Road Trips

The same scene on the Ohio River in Indiana, 60 years apart

My wife and I still own too much stuff after four years of marriage. We went on a jag recently to rearrange the entire downstairs of our home, along the way shedding some things we don’t need anymore.

Emptying a drawer, I came upon a stack of old postcards I bought early in my road-trip hobby. They depict roadside scenes all over Indiana, but mostly on the Michigan and National Roads. I don’t need these postcards anymore. I scanned them all, and sent them to a fellow I know who collects postcards just like these.

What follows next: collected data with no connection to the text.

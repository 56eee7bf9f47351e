//! The order state tracker.
//!
//! ```text
//! shopping → done_adding → bagging → ready_for_payment → paid → delivered | collected
//!                                          └───────── (pay at store) ─────────→ collected
//! ```
//!
//! Any order that has not reached a terminal state can be cancelled. The cart can only be changed while the order is
//! `shopping`, and once it has left `shopping` it stays locked, even if the order is later cancelled.
use std::fmt::Display;

use serde::{Deserialize, Serialize};
use thiserror::Error;

use crate::db_types::{DeliveryType, Order, OrderId, OrderStatusType, RefundStatus};

#[derive(Debug, Clone, PartialEq, Eq, Error)]
pub enum LifecycleError {
    #[error("Order {0} is locked. Items can no longer be added, removed or changed.")]
    OrderLocked(OrderId),
    #[error("Order {order_id} cannot move from {from} to {to}")]
    InvalidTransition { order_id: OrderId, from: OrderStatusType, to: OrderStatusType },
    #[error("Order {0} has no items")]
    EmptyCart(OrderId),
    #[error("{action} is not allowed while order {order_id} is {status}")]
    ActionNotAllowed { order_id: OrderId, action: OrderAction, status: OrderStatusType },
}

/// Something a customer or seller can do to an order.
#[derive(Debug, Clone, Copy, PartialEq, Eq, Hash, Serialize, Deserialize)]
#[serde(rename_all = "snake_case")]
pub enum OrderAction {
    AddItem,
    UpdateQuantity,
    RemoveItem,
    FinishAdding,
    MarkBagged,
    RequestPayment,
    RecordPayment,
    IssuePickupCode,
    VerifyPickupCode,
    Cancel,
    RequestRefund,
}

impl Display for OrderAction {
    fn fmt(&self, f: &mut std::fmt::Formatter<'_>) -> std::fmt::Result {
        let s = match self {
            Self::AddItem => "Adding items",
            Self::UpdateQuantity => "Changing quantities",
            Self::RemoveItem => "Removing items",
            Self::FinishAdding => "Finishing the cart",
            Self::MarkBagged => "Bagging",
            Self::RequestPayment => "Requesting payment",
            Self::RecordPayment => "Recording a payment",
            Self::IssuePickupCode => "Issuing a pickup code",
            Self::VerifyPickupCode => "Verifying a pickup code",
            Self::Cancel => "Cancelling",
            Self::RequestRefund => "Requesting a refund",
        };
        write!(f, "{s}")
    }
}

/// The actions available on `order` in its current state.
pub fn allowed_actions(order: &Order) -> Vec<OrderAction> {
    use OrderAction::*;
    let mut actions = match order.status {
        OrderStatusType::Shopping if order.items_locked => vec![],
        OrderStatusType::Shopping if order.items.is_empty() => vec![AddItem],
        OrderStatusType::Shopping => vec![AddItem, UpdateQuantity, RemoveItem, FinishAdding],
        OrderStatusType::DoneAdding => vec![MarkBagged],
        OrderStatusType::Bagging => vec![RequestPayment],
        OrderStatusType::ReadyForPayment if order.delivery_type == DeliveryType::PayAtStore => {
            vec![RecordPayment, IssuePickupCode, VerifyPickupCode]
        },
        OrderStatusType::ReadyForPayment => vec![RecordPayment],
        OrderStatusType::Paid => vec![IssuePickupCode, VerifyPickupCode],
        OrderStatusType::Delivered | OrderStatusType::Collected | OrderStatusType::Cancelled => vec![],
    };
    if order.pickup_code.is_some() {
        actions.retain(|a| *a != IssuePickupCode);
    }
    if !order.status.is_terminal() {
        actions.push(Cancel);
    }
    if can_request_refund(order) {
        actions.push(RequestRefund);
    }
    actions
}

/// Fails with [`LifecycleError::ActionNotAllowed`] unless `action` is currently available on `order`.
pub fn ensure_action_allowed(order: &Order, action: OrderAction) -> Result<(), LifecycleError> {
    if matches!(action, OrderAction::AddItem | OrderAction::UpdateQuantity | OrderAction::RemoveItem) {
        ensure_cart_mutable(order)?;
    }
    if allowed_actions(order).contains(&action) {
        Ok(())
    } else {
        Err(LifecycleError::ActionNotAllowed { order_id: order.order_id.clone(), action, status: order.status })
    }
}

/// Cart changes are only possible while shopping, and never after the cart has been locked.
pub fn ensure_cart_mutable(order: &Order) -> Result<(), LifecycleError> {
    if order.is_cart_locked() {
        Err(LifecycleError::OrderLocked(order.order_id.clone()))
    } else {
        Ok(())
    }
}

/// Checks whether `order` may move to the status `to`.
pub fn check_transition(order: &Order, to: OrderStatusType) -> Result<(), LifecycleError> {
    use OrderStatusType::*;
    let from = order.status;
    let valid = match (from, to) {
        (Shopping, DoneAdding) => {
            if order.items.is_empty() {
                return Err(LifecycleError::EmptyCart(order.order_id.clone()));
            }
            true
        },
        (DoneAdding, Bagging) | (Bagging, ReadyForPayment) | (ReadyForPayment, Paid) => true,
        (ReadyForPayment, Collected) => order.delivery_type == DeliveryType::PayAtStore,
        (Paid, Delivered) | (Paid, Collected) => order.delivery_type.handoff_status() == to,
        (from, Cancelled) => !from.is_terminal(),
        _ => false,
    };
    if valid {
        Ok(())
    } else {
        Err(LifecycleError::InvalidTransition { order_id: order.order_id.clone(), from, to })
    }
}

fn can_request_refund(order: &Order) -> bool {
    order.has_been_paid() && matches!(order.refund_status, None | Some(RefundStatus::Rejected))
}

Old postcards are a great way to see what the old roads and the surrounding environment used to look like. Sometimes places look very different, and sometimes they don’t. The postcard above is probably from the 1940s, of a scene just west of Leavenworth, Indiana, on State Road 62. (The postcard says this road is also US 460, but US 460 was removed from Indiana in 1976.)

Remarkably, some time before I bought that postcard I made a photo from the same place. I stepped over the steel guardrail and down the bank a little for my photograph, but as you can see the mighty Ohio and the surrounding terrain still look much the same.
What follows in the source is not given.